A template for this control plan is available at www.reopeningri.com .

The Rhode Island Department of Health announced 170 new cases of COVID-19 on Friday, bringing Rhode Island’s case count to 13,736. RIDOH also announced 23 additional COVID-19 associated fatalities. Rhode Island’s number of COVID-19 associated fatalities was 579 as of Friday. A full data summary for Rhode Island is posted online at https://ri-department-of-health-covid-19-data-rihealth.hub.arcgis.com .

Key messages for the public:
• Anyone who is sick should stay home and self-isolate (unless going out for testing or health care).
• The people who live with that person and who have been in direct close contact with that person should self-quarantine for 14 days after the last day that that person was in isolation. Direct close contact means being within approximately 6 feet of a person for a prolonged period.
• Help is available for people living in quarantine or isolation due to COVID-19. Visit www.RIDelivers.com [ridelivers.com] for connections to groceries, home supplies, restaurants, and mutual aid groups. People can also call 2-1-1.
• When people are in public, they should wear a cloth face covering. A cloth face covering is a material that covers the nose and mouth. It could be sewn by hand or improvised from household items such as scarves, T-shirts, or bandanas.
• Groups of more than five people should not be gathering. Always avoid close personal contact with other people in public.
• People who think they have COVID-19 should call their health care provider. Do not go directly to a health care facility without first calling a health care provider (unless you are experiencing a medical emergency).
• People with general, non-medical questions about COVID-19 can visit www.health.ri.gov/covid, write to RIDOH.COVID19Questions@health.ri.gov, or call 401-222-8022. This is the COVID-19 Hotline that RIDOH has available to the public.
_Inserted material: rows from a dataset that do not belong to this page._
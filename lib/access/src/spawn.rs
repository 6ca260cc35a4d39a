//! Environment variables exposed to a spawned user session.
//!
//! The hosting platform passes OAuth data to the user's session as
//! `OAUTH2_`-prefixed environment variables derived from the
//! auth-state snapshot.

use crate::state::AuthState;
use serde_json::Value;
use std::collections::HashMap;

/// Variable carrying the access token.
pub const ACCESS_TOKEN_VAR: &str = "OAUTH2_ACCESS_TOKEN";

/// Profile fields forwarded as `OAUTH2_{FIELD_UPPER}` variables.
const PROFILE_FIELDS: &[&str] = &["login_id", "name", "sortable_name", "primary_email"];

/// Builds the environment for a spawned session from an auth state.
///
/// Always includes the access token; selected identity fields are
/// included only when present in the raw profile.
#[must_use]
pub fn spawn_environment(state: &AuthState) -> HashMap<String, String> {
    let mut environment = HashMap::new();

    environment.insert(
        ACCESS_TOKEN_VAR.to_string(),
        state.access_token().to_string(),
    );

    for field in PROFILE_FIELDS {
        if let Some(value) = state.oauth_user().get(*field).and_then(Value::as_str) {
            environment.insert(format!("OAUTH2_{}", field.to_uppercase()), value.to_string());
        }
    }

    environment
}
//! The immutable auth-state snapshot produced by a login.
//!
//! One snapshot is assembled per successful authentication and handed
//! to the hosting platform. It is never mutated afterwards; a user
//! refreshes it by logging in again.

use crate::error::StateError;
use chrono::{DateTime, Utc};
use serde_json::Value;
use tracing::debug;

/// Token material extracted from the raw token-exchange response.
#[derive(Debug, Clone)]
pub struct TokenPayload {
    access_token: String,
    refresh_token: Option<String>,
    id_token: Option<String>,
    scopes: Vec<String>,
}

impl TokenPayload {
    /// Extracts token material from a raw token-exchange response.
    ///
    /// # Errors
    ///
    /// Returns an error if the response carries no access token. There
    /// is no partial success: a response without an access token cannot
    /// become an auth state.
    pub fn from_response(response: &Value) -> Result<Self, StateError> {
        let access_token = response
            .get("access_token")
            .and_then(Value::as_str)
            .ok_or(StateError::MissingAccessToken)?
            .to_string();

        let refresh_token = response
            .get("refresh_token")
            .and_then(Value::as_str)
            .map(str::to_string);

        let id_token = response
            .get("id_token")
            .and_then(Value::as_str)
            .map(str::to_string);

        let scopes = normalize_scopes(response.get("scope"));

        Ok(Self {
            access_token,
            refresh_token,
            id_token,
            scopes,
        })
    }

    /// Returns the access token.
    #[must_use]
    pub fn access_token(&self) -> &str {
        &self.access_token
    }

    /// Returns the refresh token, if the provider issued one.
    #[must_use]
    pub fn refresh_token(&self) -> Option<&str> {
        self.refresh_token.as_deref()
    }

    /// Returns the id token, if the provider issued one.
    #[must_use]
    pub fn id_token(&self) -> Option<&str> {
        self.id_token.as_deref()
    }

    /// Returns the granted scopes.
    #[must_use]
    pub fn scopes(&self) -> &[String] {
        &self.scopes
    }
}

/// Normalizes the `scope` field of a token response.
///
/// Providers return either one space-delimited string or a list of
/// scope strings; both become a sequence of individual scopes. Any
/// other shape yields no scopes.
#[must_use]
pub fn normalize_scopes(scope: Option<&Value>) -> Vec<String> {
    match scope {
        Some(Value::String(s)) => s.split(' ').map(str::to_string).collect(),
        Some(Value::Array(items)) => items
            .iter()
            .filter_map(|v| v.as_str().map(str::to_string))
            .collect(),
        _ => Vec::new(),
    }
}

/// The immutable bundle of token and identity data for one login.
///
/// Holds the extracted token material, the raw token response (unknown
/// fields preserved verbatim for downstream provisioning), the raw
/// user profile, the raw course list, and the final derived group
/// identifiers.
#[derive(Debug, Clone)]
pub struct AuthState {
    access_token: String,
    refresh_token: Option<String>,
    id_token: Option<String>,
    scopes: Vec<String>,
    token_response: Value,
    oauth_user: Value,
    courses: Vec<Value>,
    groups: Vec<String>,
    created_at: DateTime<Utc>,
}

impl AuthState {
    /// Assembles the snapshot. Pure; all fetching happens before this.
    #[must_use]
    pub fn new(
        token: TokenPayload,
        token_response: Value,
        oauth_user: Value,
        courses: Vec<Value>,
        groups: Vec<String>,
    ) -> Self {
        debug!(
            courses = courses.len(),
            groups = groups.len(),
            "assembled auth state"
        );

        Self {
            access_token: token.access_token,
            refresh_token: token.refresh_token,
            id_token: token.id_token,
            scopes: token.scopes,
            token_response,
            oauth_user,
            courses,
            groups,
            created_at: Utc::now(),
        }
    }

    /// Returns the access token.
    #[must_use]
    pub fn access_token(&self) -> &str {
        &self.access_token
    }

    /// Returns the refresh token, if any.
    #[must_use]
    pub fn refresh_token(&self) -> Option<&str> {
        self.refresh_token.as_deref()
    }

    /// Returns the id token, if any.
    #[must_use]
    pub fn id_token(&self) -> Option<&str> {
        self.id_token.as_deref()
    }

    /// Returns the granted scopes.
    #[must_use]
    pub fn scopes(&self) -> &[String] {
        &self.scopes
    }

    /// Returns the raw token-exchange response, unknown fields intact.
    #[must_use]
    pub fn token_response(&self) -> &Value {
        &self.token_response
    }

    /// Returns the raw user profile.
    #[must_use]
    pub fn oauth_user(&self) -> &Value {
        &self.oauth_user
    }

    /// Returns the raw course list.
    #[must_use]
    pub fn courses(&self) -> &[Value] {
        &self.courses
    }

    /// Returns the final group identifiers, course-derived first.
    #[must_use]
    pub fn groups(&self) -> &[String] {
        &self.groups
    }

    /// Returns when this snapshot was assembled.
    #[must_use]
    pub fn created_at(&self) -> DateTime<Utc> {
        self.created_at
    }
}
//! OAuth2 authorization-code exchange against the LMS.
//!
//! The LMS acts as its own OAuth2 provider: authorization and token
//! endpoints live under the installation's base URL. The token
//! response may carry provider-specific fields beyond the RFC 6749
//! set (`user`, `canvas_region`, ...); those are preserved verbatim
//! so the rest of the pipeline sees the response exactly as the
//! provider sent it.

use lmsgate_access::CanvasConfig;
use oauth2::{
    AuthUrl, AuthorizationCode, ClientId, ClientSecret, CsrfToken, ExtraTokenFields,
    PkceCodeChallenge, PkceCodeVerifier, RedirectUrl, StandardTokenResponse, TokenUrl,
    basic::BasicTokenType,
};
use serde::{Deserialize, Serialize};
use serde_json::Value;
use std::fmt;

/// Provider-specific token response fields, preserved verbatim.
#[derive(Debug, Clone, Serialize, Deserialize)]
pub struct CanvasTokenFields {
    #[serde(flatten)]
    pub extra: serde_json::Map<String, Value>,
}

impl ExtraTokenFields for CanvasTokenFields {}

type CanvasTokenResponse = StandardTokenResponse<CanvasTokenFields, BasicTokenType>;

/// Per-attempt state carried through the redirect round-trip.
#[derive(Debug)]
pub struct CanvasAuthState {
    pub csrf_token: String,
    pub pkce_verifier: String,
}

/// OAuth2 client configured for one LMS installation.
pub struct CanvasOAuthClient {
    client: oauth2::Client<
        oauth2::basic::BasicErrorResponse,
        CanvasTokenResponse,
        oauth2::basic::BasicTokenIntrospectionResponse,
        oauth2::StandardRevocableToken,
        oauth2::basic::BasicRevocationErrorResponse,
        oauth2::EndpointSet,
        oauth2::EndpointNotSet,
        oauth2::EndpointNotSet,
        oauth2::EndpointNotSet,
        oauth2::EndpointSet,
    >,
    http_client: reqwest::Client,
}

impl CanvasOAuthClient {
    /// Builds a client for the LMS installation's own OAuth endpoints.
    ///
    /// # Errors
    ///
    /// Returns an error if any derived or supplied URL is malformed.
    pub fn new(
        client_id: String,
        client_secret: String,
        redirect_url: String,
        config: &CanvasConfig,
    ) -> Result<Self, OAuthError> {
        let auth_url = AuthUrl::new(config.auth_url())
            .map_err(|e| OAuthError::Configuration(format!("invalid auth url: {e}")))?;
        let token_url = TokenUrl::new(config.token_url())
            .map_err(|e| OAuthError::Configuration(format!("invalid token url: {e}")))?;
        let redirect_url = RedirectUrl::new(redirect_url)
            .map_err(|e| OAuthError::Configuration(format!("invalid redirect url: {e}")))?;

        let client = oauth2::Client::new(ClientId::new(client_id))
            .set_client_secret(ClientSecret::new(client_secret))
            .set_auth_uri(auth_url)
            .set_token_uri(token_url)
            .set_redirect_uri(redirect_url);

        let http_client = reqwest::Client::builder()
            .redirect(reqwest::redirect::Policy::none())
            .build()
            .map_err(|e| OAuthError::Configuration(format!("http client: {e}")))?;

        Ok(Self {
            client,
            http_client,
        })
    }

    /// Generates the authorization URL along with the per-attempt
    /// CSRF token and PKCE verifier to validate the callback.
    #[must_use]
    pub fn authorization_url(&self) -> (String, CanvasAuthState) {
        let (pkce_challenge, pkce_verifier) = PkceCodeChallenge::new_random_sha256();

        let (auth_url, csrf_token) = self
            .client
            .authorize_url(CsrfToken::new_random)
            .set_pkce_challenge(pkce_challenge)
            .url();

        (
            auth_url.to_string(),
            CanvasAuthState {
                csrf_token: csrf_token.secret().clone(),
                pkce_verifier: pkce_verifier.secret().clone(),
            },
        )
    }

    /// Exchanges the authorization code for the raw token response.
    ///
    /// Passes `replace_tokens=1` so the provider revokes any prior
    /// token issued to this client for the same user.
    ///
    /// # Errors
    ///
    /// Returns an error if the exchange fails or the response cannot
    /// be represented as JSON.
    pub async fn exchange_code(
        &self,
        code: &str,
        pkce_verifier: &str,
    ) -> Result<Value, OAuthError> {
        let token_response = self
            .client
            .exchange_code(AuthorizationCode::new(code.to_string()))
            .set_pkce_verifier(PkceCodeVerifier::new(pkce_verifier.to_string()))
            .add_extra_param("replace_tokens", "1")
            .request_async(&self.http_client)
            .await
            .map_err(|e| OAuthError::TokenExchange(e.to_string()))?;

        serde_json::to_value(&token_response)
            .map_err(|e| OAuthError::TokenExchange(format!("unserializable response: {e}")))
    }
}

/// OAuth client errors.
#[derive(Debug, Clone, PartialEq, Eq)]
pub enum OAuthError {
    /// The client could not be constructed from the configuration.
    Configuration(String),
    /// The code-for-token exchange failed.
    TokenExchange(String),
}

impl fmt::Display for OAuthError {
    fn fmt(&self, f: &mut fmt::Formatter<'_>) -> fmt::Result {
        match self {
            Self::Configuration(msg) => write!(f, "oauth configuration error: {msg}"),
            Self::TokenExchange(msg) => write!(f, "token exchange failed: {msg}"),
        }
    }
}

impl std::error::Error for OAuthError {}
Everyone can help stop the spread of viruses in Rhode Island.
• Wash your hands often throughout the day. Use warm water and soap. If soap and water are not available, use hand sanitizer with at least 60% alcohol.
• Cough or sneeze into your elbow.
• Stay home and do not leave your house if you are sick, unless it is for emergency medical care.
• Avoid touching your eyes, nose, or mouth. Germs spread this way.